Abstract
I
The experimental studies by Ashley Miles et al. [2] and John Burke [3] demonstrated the importance of antibiotic presence in the tissue before surgical contamination occurred for the prevention of SSI. The clinical trial of systemic antibiotic agents versus placebo by Hiram Polk and Lopez-Mayor [4] ushered the antibiotic era into clinical practice. Antiseptic agents of the skin at the surgical site before incision, infection control practices in the operating room, and systemic antibiotic agents have reduced SSIs. There continues to be rates of these complications, however, that require better applications of current standards and the need for newer methods to extend the progress in prevention.
In the current issue of Surgical Infections, the theme of prevention of SSIs is presented. Guidelines from the American College of Surgeons/Surgical Infection Society are summarized [5]. The guidelines by the Centers for Disease Control and Prevention are highlighted in the editorial by Selwyn Rogers (this issue) as an introduction to the supplemental articles that support the main document that is being published in JAMA Surgery [6]. Publications of presentations by members of the Surgical Infection Society at the Annual Meeting in May 2016 at West Palm Beach, Florida, on different facets of causes and prevention of SSI are included, as are original research contributions that address the many different aspects for consideration in this complication of surgical care. Our understanding of the pathogenesis and prevention of SSI has progressed over recent decades, but much remains to be done.
The focus of the last decades of effort to reduce SSIs have been in the reduction of bacteria that make contact with the surgical site during the operative procedure. The larger the inoculum of bacterial contamination, the greater the probability of infection as the outcome. There are other factors, however, that amplify a given bacterial inoculum to result in infection in a patient while a similar inoculum of contamination in other patients has no impact on an uneventful recovery. The role of the local environment of the surgical site and the integrity of host defense of the patient become important considerations in the outcome.
Pasteur has been paraphrased at the time of his death in stating that the “microbe is nothing, the terrain is everything.” The role of surgical site hematoma, necrotic tissue from over-exuberant use of electrocautery, the presence of foreign bodies (e.g., sutures) in the surgical site, and dead space in the surgical terrain (i.e., the closed incision) are all contributors to SSI. These variables reduce the number of bacteria that are necessary to result in infection instead of an uneventful recovery. These are technical issues that are generally not covered in published guidelines but are of great significance in the prevention of infection.
The integrity of host defense for the surgical patient in the avoidance of SSI and other infection at locations remote from the surgical incision has been the source of considerable investigation over recent decades. There is a genetically programmed host defense that is very elusive to measure but does appear to give each patient a unique vulnerability or resistance to infection [7]. The recent studies of supplemental oxygenation, core body temperature control, and glucose control imply that acquired impairment of host responsiveness may be corrected with appropriate supportive care [8]. The search for supportive care measures that may enhance the innate and acquired immune response will continue as an important aspect of future efforts to augment the host.

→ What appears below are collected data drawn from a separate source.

//! Credential patch builder
//!
//! Mounts the storage secret and exposes the credentials the object store
//! client expects, either as static keys or through a projected service
//! account token.

use k8s_openapi::api::core::v1::{
    EnvVar, ProjectedVolumeSource, ServiceAccountTokenProjection, Volume, VolumeMount,
    VolumeProjection,
};
use tracing::debug;

use super::options::{
    AzureStorageConfig, CredentialMode, ObjectStorageType, Options, S3StorageConfig, SseType,
};
use super::patch::{env_var_from_secret, env_var_from_value, secret_volume, PodSpecPatch};
use super::vars::*;

/// Backend specific settings of the token flow
#[derive(Debug, Clone, Copy)]
enum ManagedAuth<'a> {
    Aws(&'a S3StorageConfig),
    Azure(&'a AzureStorageConfig),
}

impl<'a> ManagedAuth<'a> {
    /// Some exactly when [`Options::managed_auth_enabled`] holds
    fn from_options(opts: &'a Options) -> Option<Self> {
        match opts.shared_store {
            Some(ObjectStorageType::S3) => opts.s3.as_ref().filter(|s3| s3.sts).map(ManagedAuth::Aws),
            Some(ObjectStorageType::Azure) => opts
                .azure
                .as_ref()
                .filter(|azure| azure.workload_identity)
                .map(ManagedAuth::Azure),
            Some(ObjectStorageType::Gcs)
            | Some(ObjectStorageType::Swift)
            | Some(ObjectStorageType::AlibabaCloud)
            | None => None,
        }
    }

    fn audience(&self) -> &'a str {
        let (configured, default) = match *self {
            ManagedAuth::Aws(s3) => (s3.audience.as_str(), AWS_DEFAULT_AUDIENCE),
            ManagedAuth::Azure(azure) => (azure.audience.as_str(), AZURE_DEFAULT_AUDIENCE),
        };
        if configured.is_empty() {
            default
        } else {
            configured
        }
    }

    fn token_directory(&self) -> &'static str {
        match *self {
            ManagedAuth::Aws(_) => AWS_TOKEN_VOLUME_DIRECTORY,
            ManagedAuth::Azure(_) => AZURE_TOKEN_VOLUME_DIRECTORY,
        }
    }

    fn credentials(&self, opts: &Options, mode: CredentialMode) -> Vec<EnvVar> {
        let secret_name = opts.secret_name.as_str();
        let token_file = join_path(self.token_directory(), SA_TOKEN_PATH);

        match (*self, mode) {
            (ManagedAuth::Aws(_), CredentialMode::TokenCco) => vec![
                env_var_from_value(
                    ENV_AWS_CREDENTIALS_FILE,
                    join_path(MANAGED_AUTH_SECRET_DIRECTORY, KEY_AWS_CREDENTIALS_FILENAME),
                ),
                env_var_from_value(ENV_AWS_SDK_LOAD_CONFIG, "true"),
            ],
            (ManagedAuth::Aws(_), _) => vec![
                env_var_from_secret(ENV_AWS_ROLE_ARN, secret_name, KEY_AWS_ROLE_ARN),
                env_var_from_value(ENV_AWS_WEB_IDENTITY_TOKEN_FILE, token_file),
            ],
            (ManagedAuth::Azure(_), CredentialMode::TokenCco) => {
                let cco_secret = opts.open_shift.cloud_credentials.secret_name.as_str();
                vec![
                    env_var_from_secret(
                        ENV_AZURE_STORAGE_ACCOUNT_NAME,
                        secret_name,
                        KEY_AZURE_STORAGE_ACCOUNT_NAME,
                    ),
                    env_var_from_secret(
                        ENV_AZURE_CLIENT_ID,
                        cco_secret,
                        AZURE_MANAGED_CREDENTIAL_KEY_CLIENT_ID,
                    ),
                    env_var_from_secret(
                        ENV_AZURE_TENANT_ID,
                        cco_secret,
                        AZURE_MANAGED_CREDENTIAL_KEY_TENANT_ID,
                    ),
                    env_var_from_secret(
                        ENV_AZURE_SUBSCRIPTION_ID,
                        cco_secret,
                        AZURE_MANAGED_CREDENTIAL_KEY_SUBSCRIPTION_ID,
                    ),
                    env_var_from_value(ENV_AZURE_FEDERATED_TOKEN_FILE, token_file),
                ]
            }
            (ManagedAuth::Azure(_), _) => vec![
                env_var_from_secret(
                    ENV_AZURE_STORAGE_ACCOUNT_NAME,
                    secret_name,
                    KEY_AZURE_STORAGE_ACCOUNT_NAME,
                ),
                env_var_from_secret(ENV_AZURE_CLIENT_ID, secret_name, KEY_AZURE_STORAGE_CLIENT_ID),
                env_var_from_secret(ENV_AZURE_TENANT_ID, secret_name, KEY_AZURE_STORAGE_TENANT_ID),
                env_var_from_secret(
                    ENV_AZURE_SUBSCRIPTION_ID,
                    secret_name,
                    KEY_AZURE_STORAGE_SUBSCRIPTION_ID,
                ),
                env_var_from_value(ENV_AZURE_FEDERATED_TOKEN_FILE, token_file),
            ],
        }
    }
}

/// Append the storage secret mount and credential env vars to `patch`
pub fn ensure_object_store_credentials(mut patch: PodSpecPatch, opts: &Options) -> PodSpecPatch {
    let secret_name = opts.secret_name.as_str();

    patch.push_volume(secret_volume(secret_name));
    patch.push_volume_mount(VolumeMount {
        name: secret_name.to_string(),
        read_only: Some(false),
        mount_path: SECRET_DIRECTORY.to_string(),
        ..Default::default()
    });

    let mode = opts.credential_mode();
    match ManagedAuth::from_options(opts) {
        Some(auth) => {
            patch.extend_env(auth.credentials(opts, mode));
            patch.push_volume(sa_token_volume(auth.audience()));
            patch.push_volume_mount(sa_token_volume_mount(auth.token_directory()));

            if mode == CredentialMode::TokenCco {
                let cco_secret = opts.open_shift.cloud_credentials.secret_name.as_str();
                patch.push_volume(secret_volume(cco_secret));
                patch.push_volume_mount(VolumeMount {
                    name: cco_secret.to_string(),
                    mount_path: MANAGED_AUTH_SECRET_DIRECTORY.to_string(),
                    ..Default::default()
                });
            }
        }
        None => patch.extend_env(static_auth_credentials(opts)),
    }
    patch.extend_env(server_side_encryption(opts));

    debug!(
        backend = ?opts.shared_store,
        mode = %mode,
        secret = secret_name,
        volumes = patch.volumes.len(),
        "Prepared object storage credentials patch"
    );

    patch
}

fn static_auth_credentials(opts: &Options) -> Vec<EnvVar> {
    let secret_name = opts.secret_name.as_str();
    match opts.shared_store {
        Some(ObjectStorageType::AlibabaCloud) => vec![
            env_var_from_secret(
                ENV_ALIBABA_CLOUD_ACCESS_KEY_ID,
                secret_name,
                KEY_ALIBABA_CLOUD_ACCESS_KEY_ID,
            ),
            env_var_from_secret(
                ENV_ALIBABA_CLOUD_ACCESS_KEY_SECRET,
                secret_name,
                KEY_ALIBABA_CLOUD_SECRET_ACCESS_KEY,
            ),
        ],
        Some(ObjectStorageType::Azure) => vec![
            env_var_from_secret(
                ENV_AZURE_STORAGE_ACCOUNT_NAME,
                secret_name,
                KEY_AZURE_STORAGE_ACCOUNT_NAME,
            ),
            env_var_from_secret(
                ENV_AZURE_STORAGE_ACCOUNT_KEY,
                secret_name,
                KEY_AZURE_STORAGE_ACCOUNT_KEY,
            ),
        ],
        Some(ObjectStorageType::Gcs) => vec![env_var_from_value(
            ENV_GOOGLE_APPLICATION_CREDENTIALS,
            join_path(SECRET_DIRECTORY, KEY_GCP_SERVICE_ACCOUNT_KEY_FILENAME),
        )],
        Some(ObjectStorageType::S3) => vec![
            env_var_from_secret(ENV_AWS_ACCESS_KEY_ID, secret_name, KEY_AWS_ACCESS_KEY_ID),
            env_var_from_secret(ENV_AWS_ACCESS_KEY_SECRET, secret_name, KEY_AWS_ACCESS_KEY_SECRET),
        ],
        Some(ObjectStorageType::Swift) => vec![
            env_var_from_secret(ENV_SWIFT_USERNAME, secret_name, KEY_SWIFT_USERNAME),
            env_var_from_secret(ENV_SWIFT_PASSWORD, secret_name, KEY_SWIFT_PASSWORD),
        ],
        None => Vec::new(),
    }
}

fn server_side_encryption(opts: &Options) -> Vec<EnvVar> {
    let Some(ObjectStorageType::S3) = opts.shared_store else {
        return Vec::new();
    };

    match opts.s3.as_ref() {
        Some(s3)
            if s3.sse.sse_type == Some(SseType::Kms) && !s3.sse.kms_encryption_context.is_empty() =>
        {
            vec![env_var_from_secret(
                ENV_AWS_SSE_KMS_ENCRYPTION_CONTEXT,
                &opts.secret_name,
                KEY_AWS_SSE_KMS_ENCRYPTION_CONTEXT,
            )]
        }
        _ => Vec::new(),
    }
}

fn sa_token_volume(audience: &str) -> Volume {
    Volume {
        name: SA_TOKEN_VOLUME_NAME.to_string(),
        projected: Some(ProjectedVolumeSource {
            sources: Some(vec![VolumeProjection {
                service_account_token: Some(ServiceAccountTokenProjection {
                    expiration_seconds: Some(SA_TOKEN_EXPIRATION_SECONDS),
                    path: SA_TOKEN_PATH.to_string(),
                    audience: Some(audience.to_string()),
                }),
                ..Default::default()
            }]),
            ..Default::default()
        }),
        ..Default::default()
    }
}

fn sa_token_volume_mount(token_directory: &str) -> VolumeMount {
    VolumeMount {
        name: SA_TOKEN_VOLUME_NAME.to_string(),
        mount_path: token_directory.to_string(),
        ..Default::default()
    }
}
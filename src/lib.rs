mod api;
pub mod model;

use api::endpoint;
use api::response;
use model::{Api, PowerAggregates, Soc};
use std::time::Duration;

pub use api::{Error, TokenStore};

/// Build the appliance principal with a shared HTTP client. Certificate
/// validation is intentionally disabled: the appliance serves a self-signed
/// certificate on the local network. Every outbound call is bounded by
/// `timeout`.
pub fn api(
    base_url: String,
    email: String,
    password: String,
    timezone: String,
    timeout: Duration,
) -> Result<Api, Error> {
    let client = reqwest::ClientBuilder::new()
        .danger_accept_invalid_certs(true)
        .timeout(timeout)
        .build()
        .or(Err(Error::InternalError))?;

    Ok(Api {
        base_url,
        email,
        password,
        timezone,
        client,
    })
}

fn parse<T: serde::de::DeserializeOwned>(body: &str) -> Result<T, Error> {
    serde_json::from_str(body).map_err(|e| {
        Error::ApplianceError(format!("unexpected appliance response ({}): {}", e, body))
    })
}

/// Read the state of charge from the appliance, returning both the raw and
/// the usable-range adjusted percentage.
pub async fn soc(api: &Api, tokens: &TokenStore) -> Result<Soc, Error> {
    let body = api::with_auth(api, tokens, |token| api::read(api, endpoint::SOE, token)).await?;

    parse::<response::Soe>(&body).map(response::Soe::into_soc)
}

/// Read the instant power of the site, battery, load and solar meters.
pub async fn aggregates(api: &Api, tokens: &TokenStore) -> Result<PowerAggregates, Error> {
    let body = api::with_auth(api, tokens, |token| {
        api::read(api, endpoint::AGGREGATES, token)
    })
    .await?;

    parse::<response::Aggregates>(&body).map(response::Aggregates::into_power)
}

The challenges for the prevention of SSI in the future are significant. The advance of surgical care will likely expand the role of interventions in patients who are vulnerable to infectious complications. Microbial resistance will test the adequacy of those antimicrobial agents used for prevention, but also requires the development of newer antibiotic agents to meet this evolving challenge. Methods for prevention that require additional investigation include:
• The utility of delayed primary closure of the contaminated surgical site. • Negative-pressure surgical site management. • Topical antimicrobial agents at the time of incision closure. • Applications of antibacterial sutures. • Applications of pressure irrigation.
As is emphasized in several publications within this theme issue, progress has been considerable over the last 70 years in the prevention of SSI, but there is still much to be learned and newer methods to be implemented in the prevention of these complications.